-- Work to complete --
Two lines mark the range in the entries below: the one holding "file such as" and the one holding "fn latest(&self, backend: &dyn Backend) -> Result<String>;". Set down those two and all lines between them, exactly.

Collected data entries
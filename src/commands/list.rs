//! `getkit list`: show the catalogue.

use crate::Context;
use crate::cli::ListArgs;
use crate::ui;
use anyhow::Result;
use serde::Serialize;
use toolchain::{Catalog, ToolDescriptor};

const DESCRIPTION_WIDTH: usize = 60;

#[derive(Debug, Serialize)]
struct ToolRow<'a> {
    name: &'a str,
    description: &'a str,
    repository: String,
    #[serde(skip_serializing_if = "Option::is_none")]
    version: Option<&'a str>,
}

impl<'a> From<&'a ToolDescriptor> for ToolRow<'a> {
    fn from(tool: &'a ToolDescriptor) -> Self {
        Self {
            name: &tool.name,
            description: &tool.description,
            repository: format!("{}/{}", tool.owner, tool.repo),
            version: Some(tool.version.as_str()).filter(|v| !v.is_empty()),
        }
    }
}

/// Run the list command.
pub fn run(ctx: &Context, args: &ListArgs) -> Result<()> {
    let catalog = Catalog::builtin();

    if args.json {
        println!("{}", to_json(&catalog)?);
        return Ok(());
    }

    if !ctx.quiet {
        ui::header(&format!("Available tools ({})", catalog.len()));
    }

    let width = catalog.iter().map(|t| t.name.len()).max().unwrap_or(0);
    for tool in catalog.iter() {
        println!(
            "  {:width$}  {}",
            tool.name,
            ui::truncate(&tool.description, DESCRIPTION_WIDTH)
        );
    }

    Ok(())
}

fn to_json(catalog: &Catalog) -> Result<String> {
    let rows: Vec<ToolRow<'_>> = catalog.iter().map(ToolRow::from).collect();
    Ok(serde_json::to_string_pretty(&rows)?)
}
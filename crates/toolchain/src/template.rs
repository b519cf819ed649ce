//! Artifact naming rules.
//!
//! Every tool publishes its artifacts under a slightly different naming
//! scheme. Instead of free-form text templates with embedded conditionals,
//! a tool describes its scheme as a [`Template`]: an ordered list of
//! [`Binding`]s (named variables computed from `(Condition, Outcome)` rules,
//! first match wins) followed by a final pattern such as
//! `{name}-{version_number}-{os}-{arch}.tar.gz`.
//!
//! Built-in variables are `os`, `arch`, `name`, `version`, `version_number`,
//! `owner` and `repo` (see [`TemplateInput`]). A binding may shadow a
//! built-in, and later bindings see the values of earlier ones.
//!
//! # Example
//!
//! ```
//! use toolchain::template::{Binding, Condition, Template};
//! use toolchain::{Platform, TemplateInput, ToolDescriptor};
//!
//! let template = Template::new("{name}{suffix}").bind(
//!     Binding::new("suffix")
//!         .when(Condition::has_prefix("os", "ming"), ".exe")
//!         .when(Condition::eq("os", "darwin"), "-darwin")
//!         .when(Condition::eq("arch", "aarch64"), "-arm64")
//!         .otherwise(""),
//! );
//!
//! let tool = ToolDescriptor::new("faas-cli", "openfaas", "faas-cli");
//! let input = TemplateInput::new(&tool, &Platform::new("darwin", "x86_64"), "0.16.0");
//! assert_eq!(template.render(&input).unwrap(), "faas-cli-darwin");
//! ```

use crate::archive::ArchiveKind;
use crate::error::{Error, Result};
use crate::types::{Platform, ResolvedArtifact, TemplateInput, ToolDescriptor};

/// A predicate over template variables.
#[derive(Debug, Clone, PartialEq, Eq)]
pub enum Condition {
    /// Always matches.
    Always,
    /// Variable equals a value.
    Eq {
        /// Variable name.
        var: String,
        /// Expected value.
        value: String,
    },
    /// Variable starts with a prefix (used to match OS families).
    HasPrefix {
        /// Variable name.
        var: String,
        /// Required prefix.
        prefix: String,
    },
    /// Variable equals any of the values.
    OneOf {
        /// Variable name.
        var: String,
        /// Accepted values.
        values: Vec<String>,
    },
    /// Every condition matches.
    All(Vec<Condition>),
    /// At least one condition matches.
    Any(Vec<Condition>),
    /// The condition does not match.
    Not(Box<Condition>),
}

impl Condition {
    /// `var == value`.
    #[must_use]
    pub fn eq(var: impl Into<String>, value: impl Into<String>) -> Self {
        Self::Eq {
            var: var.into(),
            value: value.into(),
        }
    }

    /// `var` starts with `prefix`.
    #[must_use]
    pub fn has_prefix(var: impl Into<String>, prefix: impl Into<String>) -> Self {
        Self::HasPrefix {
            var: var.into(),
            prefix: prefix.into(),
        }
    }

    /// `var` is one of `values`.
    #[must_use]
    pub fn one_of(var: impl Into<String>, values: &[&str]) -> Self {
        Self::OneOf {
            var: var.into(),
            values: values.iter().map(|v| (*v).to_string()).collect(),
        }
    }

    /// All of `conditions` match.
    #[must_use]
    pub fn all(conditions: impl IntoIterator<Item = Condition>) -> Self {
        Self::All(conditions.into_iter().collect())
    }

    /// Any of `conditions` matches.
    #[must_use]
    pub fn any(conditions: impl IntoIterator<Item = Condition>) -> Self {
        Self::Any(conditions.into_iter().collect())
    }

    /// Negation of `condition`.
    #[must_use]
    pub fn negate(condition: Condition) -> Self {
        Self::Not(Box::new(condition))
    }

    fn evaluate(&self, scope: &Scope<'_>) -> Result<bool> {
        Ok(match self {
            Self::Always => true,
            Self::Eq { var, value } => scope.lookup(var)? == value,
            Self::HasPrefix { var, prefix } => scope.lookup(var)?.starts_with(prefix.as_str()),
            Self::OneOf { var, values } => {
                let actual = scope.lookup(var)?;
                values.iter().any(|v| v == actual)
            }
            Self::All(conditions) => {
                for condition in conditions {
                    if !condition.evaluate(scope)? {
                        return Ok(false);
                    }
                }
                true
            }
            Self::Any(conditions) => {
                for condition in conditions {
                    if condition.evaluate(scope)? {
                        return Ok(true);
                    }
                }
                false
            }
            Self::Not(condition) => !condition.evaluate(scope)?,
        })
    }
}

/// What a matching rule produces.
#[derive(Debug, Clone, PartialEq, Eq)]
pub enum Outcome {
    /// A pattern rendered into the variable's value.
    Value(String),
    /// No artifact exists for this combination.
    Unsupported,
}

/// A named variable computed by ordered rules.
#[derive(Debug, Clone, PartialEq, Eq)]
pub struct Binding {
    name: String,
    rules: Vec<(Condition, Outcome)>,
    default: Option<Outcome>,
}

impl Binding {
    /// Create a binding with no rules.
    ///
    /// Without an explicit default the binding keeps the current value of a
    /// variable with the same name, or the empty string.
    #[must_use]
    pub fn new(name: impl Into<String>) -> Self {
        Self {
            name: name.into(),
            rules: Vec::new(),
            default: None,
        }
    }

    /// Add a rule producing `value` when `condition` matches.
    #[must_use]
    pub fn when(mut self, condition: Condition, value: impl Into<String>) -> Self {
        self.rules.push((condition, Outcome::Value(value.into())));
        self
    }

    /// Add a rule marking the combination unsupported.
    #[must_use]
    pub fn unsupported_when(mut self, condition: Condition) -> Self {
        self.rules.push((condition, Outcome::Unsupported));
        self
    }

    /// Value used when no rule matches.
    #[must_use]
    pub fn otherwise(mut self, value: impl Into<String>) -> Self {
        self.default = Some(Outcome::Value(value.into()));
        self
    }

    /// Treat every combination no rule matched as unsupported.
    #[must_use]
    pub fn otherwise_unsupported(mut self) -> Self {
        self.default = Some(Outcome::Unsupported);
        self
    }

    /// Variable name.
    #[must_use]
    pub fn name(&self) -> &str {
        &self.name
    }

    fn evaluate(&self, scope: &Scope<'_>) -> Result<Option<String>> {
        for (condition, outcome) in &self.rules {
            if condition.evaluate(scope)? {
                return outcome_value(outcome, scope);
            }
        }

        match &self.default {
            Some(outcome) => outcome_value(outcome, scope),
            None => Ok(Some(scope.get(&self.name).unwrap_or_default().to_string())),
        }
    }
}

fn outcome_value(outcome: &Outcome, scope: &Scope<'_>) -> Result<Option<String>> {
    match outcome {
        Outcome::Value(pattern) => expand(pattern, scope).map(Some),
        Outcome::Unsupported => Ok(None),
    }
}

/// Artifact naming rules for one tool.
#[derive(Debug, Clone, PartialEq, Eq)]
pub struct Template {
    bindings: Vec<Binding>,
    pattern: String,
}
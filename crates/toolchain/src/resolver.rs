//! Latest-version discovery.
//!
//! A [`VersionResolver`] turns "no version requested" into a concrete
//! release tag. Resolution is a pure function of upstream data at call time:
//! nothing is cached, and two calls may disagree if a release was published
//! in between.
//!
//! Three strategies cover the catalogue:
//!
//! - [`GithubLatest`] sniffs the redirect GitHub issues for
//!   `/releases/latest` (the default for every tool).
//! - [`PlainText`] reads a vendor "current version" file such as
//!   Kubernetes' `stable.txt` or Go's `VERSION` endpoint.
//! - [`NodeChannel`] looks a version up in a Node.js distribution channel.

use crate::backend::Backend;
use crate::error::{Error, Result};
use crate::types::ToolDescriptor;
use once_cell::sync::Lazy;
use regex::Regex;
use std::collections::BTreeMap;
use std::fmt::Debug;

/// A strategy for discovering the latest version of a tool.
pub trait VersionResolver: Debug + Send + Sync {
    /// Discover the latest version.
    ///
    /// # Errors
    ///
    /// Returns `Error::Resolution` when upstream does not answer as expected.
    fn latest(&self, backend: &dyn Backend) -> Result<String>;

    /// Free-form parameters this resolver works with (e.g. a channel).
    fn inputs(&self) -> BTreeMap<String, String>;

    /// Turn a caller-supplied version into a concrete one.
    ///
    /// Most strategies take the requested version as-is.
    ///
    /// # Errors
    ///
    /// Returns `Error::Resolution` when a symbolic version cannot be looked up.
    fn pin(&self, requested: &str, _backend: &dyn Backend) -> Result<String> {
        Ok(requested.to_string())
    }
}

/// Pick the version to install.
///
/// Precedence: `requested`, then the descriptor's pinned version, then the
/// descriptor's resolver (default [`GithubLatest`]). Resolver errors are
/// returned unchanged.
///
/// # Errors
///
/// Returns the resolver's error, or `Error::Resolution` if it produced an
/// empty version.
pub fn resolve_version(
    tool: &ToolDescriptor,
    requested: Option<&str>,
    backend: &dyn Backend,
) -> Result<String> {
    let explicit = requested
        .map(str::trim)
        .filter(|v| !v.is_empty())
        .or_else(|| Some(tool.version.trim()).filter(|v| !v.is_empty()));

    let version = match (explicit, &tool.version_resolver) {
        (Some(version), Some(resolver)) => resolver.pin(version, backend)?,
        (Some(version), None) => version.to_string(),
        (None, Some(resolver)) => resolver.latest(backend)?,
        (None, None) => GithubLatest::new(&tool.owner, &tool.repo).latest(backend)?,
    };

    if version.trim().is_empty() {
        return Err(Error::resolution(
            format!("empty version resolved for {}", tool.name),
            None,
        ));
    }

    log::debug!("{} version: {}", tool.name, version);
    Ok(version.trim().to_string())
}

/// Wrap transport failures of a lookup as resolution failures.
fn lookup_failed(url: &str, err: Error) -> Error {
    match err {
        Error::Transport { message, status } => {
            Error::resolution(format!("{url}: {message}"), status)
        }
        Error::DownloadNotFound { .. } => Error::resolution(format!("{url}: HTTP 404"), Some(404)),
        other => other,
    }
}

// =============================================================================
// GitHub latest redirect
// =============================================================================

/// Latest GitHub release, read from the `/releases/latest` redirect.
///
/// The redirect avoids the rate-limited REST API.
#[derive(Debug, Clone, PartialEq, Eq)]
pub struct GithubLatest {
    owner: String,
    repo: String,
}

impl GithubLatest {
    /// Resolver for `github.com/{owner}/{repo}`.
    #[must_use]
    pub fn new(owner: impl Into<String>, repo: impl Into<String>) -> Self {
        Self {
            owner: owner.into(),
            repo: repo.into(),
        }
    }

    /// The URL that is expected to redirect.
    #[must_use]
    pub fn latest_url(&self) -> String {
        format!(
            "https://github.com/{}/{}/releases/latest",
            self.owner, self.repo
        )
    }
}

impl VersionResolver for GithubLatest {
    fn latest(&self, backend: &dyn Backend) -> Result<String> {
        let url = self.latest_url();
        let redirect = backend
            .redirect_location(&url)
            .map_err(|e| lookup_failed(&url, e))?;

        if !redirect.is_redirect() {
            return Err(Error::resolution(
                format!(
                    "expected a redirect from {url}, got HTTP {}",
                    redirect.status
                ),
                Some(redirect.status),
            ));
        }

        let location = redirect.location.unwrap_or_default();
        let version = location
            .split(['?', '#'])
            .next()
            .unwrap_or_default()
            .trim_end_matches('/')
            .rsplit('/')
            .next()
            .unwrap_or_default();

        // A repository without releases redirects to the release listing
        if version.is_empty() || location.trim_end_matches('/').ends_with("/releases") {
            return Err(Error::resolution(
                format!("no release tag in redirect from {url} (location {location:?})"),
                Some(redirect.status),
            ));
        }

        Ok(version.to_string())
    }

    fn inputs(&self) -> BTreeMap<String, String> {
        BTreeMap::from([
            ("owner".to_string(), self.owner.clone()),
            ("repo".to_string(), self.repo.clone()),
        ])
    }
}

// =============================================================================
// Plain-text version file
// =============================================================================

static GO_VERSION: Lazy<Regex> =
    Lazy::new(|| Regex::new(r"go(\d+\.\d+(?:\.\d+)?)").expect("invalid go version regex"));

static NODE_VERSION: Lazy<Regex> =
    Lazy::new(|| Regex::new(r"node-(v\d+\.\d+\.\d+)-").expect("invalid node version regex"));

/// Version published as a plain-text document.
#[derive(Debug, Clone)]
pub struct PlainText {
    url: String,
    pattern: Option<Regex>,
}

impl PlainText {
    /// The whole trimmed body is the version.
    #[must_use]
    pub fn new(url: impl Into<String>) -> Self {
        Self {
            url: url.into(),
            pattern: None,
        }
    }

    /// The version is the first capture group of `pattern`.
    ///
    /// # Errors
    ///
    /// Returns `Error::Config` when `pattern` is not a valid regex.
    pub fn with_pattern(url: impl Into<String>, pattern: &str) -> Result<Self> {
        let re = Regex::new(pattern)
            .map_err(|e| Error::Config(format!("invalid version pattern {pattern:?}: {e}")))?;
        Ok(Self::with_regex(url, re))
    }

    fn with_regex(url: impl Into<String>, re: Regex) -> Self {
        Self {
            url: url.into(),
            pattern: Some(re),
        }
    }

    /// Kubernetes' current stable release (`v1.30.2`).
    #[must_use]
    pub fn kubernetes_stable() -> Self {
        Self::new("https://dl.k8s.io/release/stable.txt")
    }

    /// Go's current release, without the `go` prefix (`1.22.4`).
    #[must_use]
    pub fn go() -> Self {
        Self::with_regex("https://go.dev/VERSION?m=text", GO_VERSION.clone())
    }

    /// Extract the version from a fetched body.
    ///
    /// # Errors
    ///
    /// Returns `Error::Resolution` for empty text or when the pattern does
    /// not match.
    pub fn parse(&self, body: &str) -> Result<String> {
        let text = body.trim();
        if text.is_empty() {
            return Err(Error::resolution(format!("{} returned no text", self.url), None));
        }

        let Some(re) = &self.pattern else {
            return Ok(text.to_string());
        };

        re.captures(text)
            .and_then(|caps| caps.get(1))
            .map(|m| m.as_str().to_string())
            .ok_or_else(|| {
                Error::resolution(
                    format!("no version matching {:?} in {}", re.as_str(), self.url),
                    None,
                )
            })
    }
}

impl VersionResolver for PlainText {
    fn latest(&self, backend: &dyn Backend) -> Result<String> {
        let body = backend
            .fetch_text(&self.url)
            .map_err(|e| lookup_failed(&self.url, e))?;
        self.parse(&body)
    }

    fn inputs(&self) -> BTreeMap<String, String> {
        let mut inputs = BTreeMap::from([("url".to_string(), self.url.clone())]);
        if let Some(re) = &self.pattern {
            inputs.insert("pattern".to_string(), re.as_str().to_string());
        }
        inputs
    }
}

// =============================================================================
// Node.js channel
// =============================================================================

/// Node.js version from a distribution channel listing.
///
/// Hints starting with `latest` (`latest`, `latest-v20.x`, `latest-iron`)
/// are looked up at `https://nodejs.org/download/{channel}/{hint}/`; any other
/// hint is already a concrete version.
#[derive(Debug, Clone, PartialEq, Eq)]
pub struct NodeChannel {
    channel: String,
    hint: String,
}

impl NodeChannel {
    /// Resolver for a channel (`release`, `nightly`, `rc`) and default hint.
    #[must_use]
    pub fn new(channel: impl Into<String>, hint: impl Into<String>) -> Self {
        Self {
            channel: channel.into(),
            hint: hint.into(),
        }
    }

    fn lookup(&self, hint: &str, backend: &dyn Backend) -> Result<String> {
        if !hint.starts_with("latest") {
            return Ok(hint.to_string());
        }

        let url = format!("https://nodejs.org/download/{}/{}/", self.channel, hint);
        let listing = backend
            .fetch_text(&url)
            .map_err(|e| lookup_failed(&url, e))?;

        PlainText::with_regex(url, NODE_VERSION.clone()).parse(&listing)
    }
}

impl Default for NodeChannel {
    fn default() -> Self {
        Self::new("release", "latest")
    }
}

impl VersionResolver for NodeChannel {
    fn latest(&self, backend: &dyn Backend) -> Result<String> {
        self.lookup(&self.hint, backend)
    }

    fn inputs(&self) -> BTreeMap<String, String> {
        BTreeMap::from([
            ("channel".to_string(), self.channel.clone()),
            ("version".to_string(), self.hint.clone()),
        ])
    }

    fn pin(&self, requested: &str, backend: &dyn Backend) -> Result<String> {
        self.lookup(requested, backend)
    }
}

-- Output of the exercise --
//! - [`PlainText`] reads a vendor "current version" file such as
//!   Kubernetes' `stable.txt` or Go's `VERSION` endpoint.
//! - [`NodeChannel`] looks a version up in a Node.js distribution channel.

use crate::backend::Backend;
use crate::error::{Error, Result};
use crate::types::ToolDescriptor;
use once_cell::sync::Lazy;
use regex::Regex;
use std::collections::BTreeMap;
use std::fmt::Debug;

/// A strategy for discovering the latest version of a tool.
pub trait VersionResolver: Debug + Send + Sync {
    /// Discover the latest version.
    ///
    /// # Errors
    ///
    /// Returns `Error::Resolution` when upstream does not answer as expected.
    fn latest(&self, backend: &dyn Backend) -> Result<String>;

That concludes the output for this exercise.